YPulse: How has the COVID crisis impacted your brand? 

MS: COVID-19 has allowed us to strengthen our relationship with our retailers, especially those that heavily relied on brick-and-mortar. We are fortunate to be able to help our brand partners connect with the customer in a new way. We are learning so much more about the customer right now, too. More people are spending time in front of a screen, which has increased customer engagement. This engagement is helping my team identify areas of opportunity in terms of app features we plan to roll out over the coming months.

YPulse: News headlines are talking about how influencers and consumers are now pivoting toward wearing more loungewear, athleisure, and clothes that make them feel more comfortable at home. Since the start of the pandemic, have you noticed a shift in the kind of things your users are shopping and looking for? 

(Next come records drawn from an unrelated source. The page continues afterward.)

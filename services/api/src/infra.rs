use housekeep::config::MarketplaceConfig;
use housekeep::marketplace::memory::{
    InMemoryJobPostRepository, InMemoryProviderDirectory, InMemoryServiceRepository,
};
use housekeep::marketplace::{Clock, HirePolicy, Marketplace};
use metrics_exporter_prometheus::PrometheusHandle;
use rust_decimal::Decimal;
use std::sync::atomic::AtomicBool;
use std::sync::Arc;

#[derive(Clone)]
pub(crate) struct AppState {
    pub(crate) readiness: Arc<AtomicBool>,
    pub(crate) metrics: Arc<PrometheusHandle>,
}

pub(crate) type MemoryMarketplace =
    Marketplace<InMemoryJobPostRepository, InMemoryServiceRepository, InMemoryProviderDirectory>;

pub(crate) fn in_memory_marketplace(
    config: &MarketplaceConfig,
    clock: Arc<dyn Clock>,
) -> Arc<MemoryMarketplace> {
    Arc::new(Marketplace::new(
        Arc::new(InMemoryJobPostRepository::default()),
        Arc::new(InMemoryServiceRepository::default()),
        Arc::new(InMemoryProviderDirectory::default()),
        clock,
        config,
    ))
}

pub(crate) fn parse_hire_policy(raw: &str) -> Result<HirePolicy, String> {
    HirePolicy::parse(raw)
        .ok_or_else(|| format!("'{raw}' is not a hire policy (leave_pending, reject_others)"))
}

pub(crate) fn parse_amount(raw: &str) -> Result<Decimal, String> {
    raw.trim()
        .parse::<Decimal>()
        .map_err(|err| format!("failed to parse '{raw}' as an amount ({err})"))
        .and_then(|amount| {
            if amount > Decimal::ZERO {
                Ok(amount)
            } else {
                Err(format!("'{raw}' must be a positive amount"))
            }
        })
}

MS: There has been an increase in lounge and activewear purchases since that’s what is being worn the most right now. But I also see many optimists buying summer clothes for post-social distancing. Wearing sweatpants every day was fun for the first few weeks. Still, I think people are permitting themselves to fantasize about the return to everyday life again, and the recent purchases are reflecting that. 

YPulse: Are you seeing signs on whether home and mobile shopping are going to be more common now after the pandemic?

MS: Regardless of the pandemic, I believe mobile shopping will continue to increase. We are glued to our phones, and I don’t see that changing anytime soon. I’m a firm believer that in-store experiences are still needed. They can be the starting point of a purchase that is then made online.